The [UNet2DModel] forward method.

PARAMETER	DESCRIPTION
sample	The noisy input tensor with the following shape (batch, channel, height, width). TYPE: `ms.Tensor`
timestep	The number of timesteps to denoise an input. TYPE: `ms.Tensor` or `float` or `int`
class_labels	Optional class labels for conditioning. Their embeddings will be summed with the timestep embeddings. TYPE: `ms.Tensor`, *optional*, defaults to `None` DEFAULT: None
return_dict	Whether or not to return a [~models.unets.unet_2d.UNet2DOutput] instead of a plain tuple. TYPE: `bool`, *optional*, defaults to `False` DEFAULT: False

RETURNS	DESCRIPTION
Union[UNet2DOutput, Tuple]	[~models.unets.unet_2d.UNet2DOutput] or tuple: If return_dict is True, an [~models.unets.unet_2d.UNet2DOutput] is returned, otherwise a tuple is returned where the first element is the sample tensor.

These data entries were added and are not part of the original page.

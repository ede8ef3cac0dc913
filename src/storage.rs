use serde::de::DeserializeOwned;
use serde::Serialize;
use crate::error::{Error, Result};
use crate::types::{AuthSession, Combination};

const AUTH_SESSION_KEY: &str = "kiai_auth_session";
const LOCAL_COMBINATIONS_KEY: &str = "kiai_local_combinations";
const AUTO_REFRESH_KEY: &str = "kiai_auto_refresh";

pub fn get_local_storage() -> Option<web_sys::Storage> {
    web_sys::window()?.local_storage().ok()?
}

pub fn save_json<T: Serialize>(key: &str, value: &T) -> Result<()> {
    let storage = get_local_storage().ok_or_else(|| Error::Storage("No localStorage".into()))?;
    let json = serde_json::to_string(value)?;
    storage
        .set_item(key, &json)
        .map_err(|_| Error::Storage(format!("Failed to save {}", key)))
}

pub fn load_json<T: DeserializeOwned>(key: &str) -> Option<T> {
    let storage = get_local_storage()?;
    let json = storage.get_item(key).ok()??;
    match serde_json::from_str(&json) {
        Ok(v) => Some(v),
        Err(e) => {
            tracing::warn!("discarding unreadable {}: {}", key, e);
            None
        }
    }
}

pub fn remove(key: &str) {
    if let Some(storage) = get_local_storage() {
        let _ = storage.remove_item(key);
    }
}

/// Saves are best effort: a failure is logged and reported as false.
pub fn log_save_failure(what: &str, result: Result<()>) -> bool {
    match result {
        Ok(()) => true,
        Err(e) => {
            tracing::warn!("could not save {}: {}", what, e);
            false
        }
    }
}

// Auth session

pub fn save_auth_session(session: &AuthSession) {
    log_save_failure("auth session", save_json(AUTH_SESSION_KEY, session));
}

pub fn load_auth_session() -> Option<AuthSession> {
    load_json(AUTH_SESSION_KEY)
}

pub fn clear_auth_session() {
    remove(AUTH_SESSION_KEY);
}

// Combinations that never reached the backend, kept per user

pub fn local_combinations_key(user_id: &str) -> String {
    format!("{}:{}", LOCAL_COMBINATIONS_KEY, user_id)
}

pub fn load_local_combinations(user_id: &str) -> Vec<Combination> {
    load_json(&local_combinations_key(user_id)).unwrap_or_default()
}

pub fn cache_local_combination(user_id: &str, combination: &Combination) {
    let mut cached = load_local_combinations(user_id);
    if cached.iter().any(|c| c.combination_id == combination.combination_id) {
        return;
    }
    cached.push(combination.clone());
    log_save_failure("local combination", save_json(&local_combinations_key(user_id), &cached));
}

// Dashboard preferences

pub fn load_auto_refresh() -> bool {
    load_json(AUTO_REFRESH_KEY).unwrap_or(true)
}

pub fn save_auto_refresh(enabled: bool) {
    log_save_failure("auto refresh preference", save_json(AUTO_REFRESH_KEY, &enabled));
}

#[cfg(test)]
mod tests {
    use super::*;

    #[test]
    fn combination_cache_is_per_user() {
        assert_eq!(local_combinations_key("u1"), "kiai_local_combinations:u1");
        assert_ne!(local_combinations_key("u1"), local_combinations_key("u2"));
    }

    #[test]
    fn failed_saves_are_reported() {
        assert!(log_save_failure("flag", Ok(())));
        assert!(!log_save_failure("flag", Err(Error::Storage("No localStorage".into()))));
    }
}
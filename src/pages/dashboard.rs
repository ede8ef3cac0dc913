use leptos::*;
use crate::app::{format_percent, format_time};
use crate::context::{AuthContext, PracticeContext, RewardsContext};
use crate::katas;
use crate::types::{AppView, RewardStatus};

/// Heian kata offered as one-tap repetition buttons.
const QUICK_KATAS: [u32; 5] = [2, 3, 4, 5, 6];

const TECHNIQUES: [(&str, u32); 6] = [
    ("Oi Zuki", 2),
    ("Gyaku Zuki", 2),
    ("Mae Geri", 3),
    ("Mawashi Geri", 4),
    ("Age Uke", 2),
    ("Shuto Uke", 3),
];

#[component]
pub fn Dashboard(set_view: WriteSignal<AppView>) -> impl IntoView {
    let auth = expect_context::<AuthContext>();
    let practice = expect_context::<PracticeContext>();
    let rewards = expect_context::<RewardsContext>();
    let (error, set_error) = create_signal(Option::<String>::None);

    let greeting = move || {
        auth.session.with(|s| {
            s.as_ref()
                .map(|s| format!("Osu, {}!", s.user.name))
                .unwrap_or_else(|| "Osu!".to_string())
        })
    };

    let is_active = move || practice.state.with(|s| s.is_active());

    view! {
        <div class="dashboard">
            <div class="dashboard-header">
                <div class="dashboard-greeting">{greeting}</div>
                <div class="dashboard-stats">
                    <span class="stat-pill">
                        {move || format!("🔥 {} day streak", practice.state.with(|s| s.streak.current))}
                    </span>
                    <span class="stat-pill">
                        {move || format!("{} pts total", practice.state.with(|s| s.totals.points))}
                    </span>
                </div>
            </div>

            {move || error.get().map(|e| view! { <div class="error-banner">{e}</div> })}

            {move || if is_active() {
                view! { <ActiveSession /> }.into_view()
            } else {
                view! {
                    <div class="practice-idle">
                        {move || practice.state.with(|s| s.last_points).map(|p| view! {
                            <div class="last-session">{format!("Last session: +{} points", p)}</div>
                        })}
                        <button class="start-practice-btn" on:click=move |_| practice.start()>
                            "Start practice"
                        </button>
                        <div class="quick-log">
                            <div class="section-title">"Quick log"</div>
                            <button class="quick-btn" on:click=move |_| practice.quick_log(auth, "punches", 10, set_error)>
                                "+10 punches"
                            </button>
                            <button class="quick-btn" on:click=move |_| practice.quick_log(auth, "kicks", 10, set_error)>
                                "+10 kicks"
                            </button>
                            <button class="quick-btn" on:click=move |_| set_view.set(AppView::Katas)>
                                "Kata library →"
                            </button>
                        </div>
                    </div>
                }.into_view()
            }}

            <div class="rewards-panel">
                <div class="section-title">"Rewards"</div>
                {move || rewards.state.with(|r| r.next_goal().cloned()).map(|goal| view! {
                    <div class="next-goal">
                        <span class="next-goal-label">"Next goal: "</span>
                        <span class="next-goal-name">{goal.name.clone()}</span>
                        <span class="next-goal-progress">{format_percent(goal.progress)}</span>
                    </div>
                })}
                <div class="reward-list">
                    {move || rewards.state.with(|r| r.rewards.clone()).into_iter().map(|reward| {
                        let badge = match reward.status() {
                            RewardStatus::Approved => "Approved",
                            RewardStatus::Pending => "Waiting for parent",
                            RewardStatus::Unearned => "",
                        };
                        let width = format!("width: {}", format_percent(reward.progress));
                        view! {
                            <div class="reward-card">
                                <div class="reward-name">{reward.name.clone()}</div>
                                <div class="reward-points">{format!("{} pts", reward.points)}</div>
                                <div class="reward-bar"><div class="reward-bar-fill" style=width></div></div>
                                {(!badge.is_empty()).then(|| view! { <span class="reward-badge">{badge}</span> })}
                            </div>
                        }
                    }).collect_view()}
                </div>
            </div>
        </div>
    }
}

#[component]
fn ActiveSession() -> impl IntoView {
    let auth = expect_context::<AuthContext>();
    let practice = expect_context::<PracticeContext>();
    let rewards = expect_context::<RewardsContext>();

    let count_of = move |name: &'static str| {
        practice.state.with(|s| s.techniques.iter().find(|t| t.name == name).map(|t| t.count).unwrap_or(0))
    };
    let reps_of = move |kata_id: u32| {
        practice.state.with(|s| s.katas.iter().find(|k| k.kata_id == kata_id).map(|k| k.repetitions).unwrap_or(0))
    };

    view! {
        <div class="practice-active">
            <div class="practice-timer">
                {move || format_time(practice.state.with(|s| s.session_timer as i64))}
            </div>
            <div class="practice-points">
                {move || format!("{} points", practice.state.with(|s| s.current_points()))}
            </div>

            <div class="counter-row">
                <button class="counter-btn" on:click=move |_| practice.state.update(|s| s.add_punches(1))>
                    <span class="counter-label">"Punch"</span>
                    <span class="counter-value">{move || practice.state.with(|s| s.punches)}</span>
                </button>
                <button class="counter-btn" on:click=move |_| practice.state.update(|s| s.add_kicks(1))>
                    <span class="counter-label">"Kick"</span>
                    <span class="counter-value">{move || practice.state.with(|s| s.kicks)}</span>
                </button>
            </div>

            <div class="section-title">"Kata"</div>
            <div class="kata-buttons">
                {QUICK_KATAS.into_iter().filter_map(|id| katas::kata_name(id).map(|name| (id, name))).map(|(id, name)| view! {
                    <button class="kata-rep-btn" on:click=move |_| practice.state.update(|s| s.add_kata_repetition(id, name))>
                        <span class="kata-rep-name">{name}</span>
                        <span class="kata-rep-count">{move || format!("×{}", reps_of(id))}</span>
                    </button>
                }).collect_view()}
            </div>

            <div class="section-title">"Techniques"</div>
            <div class="technique-list">
                {TECHNIQUES.into_iter().map(|(name, points)| view! {
                    <button class="technique-btn" on:click=move |_| practice.state.update(|s| s.add_technique(name, points))>
                        <span class="technique-name">{name}</span>
                        <span class="technique-points">{format!("{} pts", points)}</span>
                        <span class="technique-count">{move || count_of(name)}</span>
                    </button>
                }).collect_view()}
            </div>

            <button class="end-practice-btn" on:click=move |_| practice.end(auth, rewards)>
                "Finish practice"
            </button>
        </div>
    }
}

Source code in mindone/diffusers/models/unets/unet_2d.py

def construct(
    self,
    sample: ms.Tensor,
    timestep: Union[ms.Tensor, float, int],
    class_labels: Optional[ms.Tensor] = None,
    return_dict: bool = False,
) -> Union[UNet2DOutput, Tuple]:
    r"""
    The [`UNet2DModel`] forward method.

    Args:
        sample (`ms.Tensor`):
            The noisy input tensor with the following shape `(batch, channel, height, width)`.
        timestep (`ms.Tensor` or `float` or `int`): The number of timesteps to denoise an input.
        class_labels (`ms.Tensor`, *optional*, defaults to `None`):
            Optional class labels for conditioning. Their embeddings will be summed with the timestep embeddings.
        return_dict (`bool`, *optional*, defaults to `False`):
            Whether or not to return a [`~models.unets.unet_2d.UNet2DOutput`] instead of a plain tuple.

    Returns:
        [`~models.unets.unet_2d.UNet2DOutput`] or `tuple`:
            If `return_dict` is True, an [`~models.unets.unet_2d.UNet2DOutput`] is returned, otherwise a `tuple` is
            returned where the first element is the sample tensor.
    """
    # 0. center input if necessary
    if self.center_input_sample:
        sample = 2 * sample - 1.0

    # 1. time
    timesteps = timestep
    if not ops.is_tensor(timesteps):
        timesteps = ms.Tensor([timesteps], dtype=ms.int64)
    elif ops.is_tensor(timesteps) and len(timesteps.shape) == 0:
        timesteps = timesteps[None]

    # broadcast to batch dimension in a way that's compatible with ONNX/Core ML
    if timesteps.shape[0] == 1:
        timesteps = timesteps.tile((sample.shape[0],))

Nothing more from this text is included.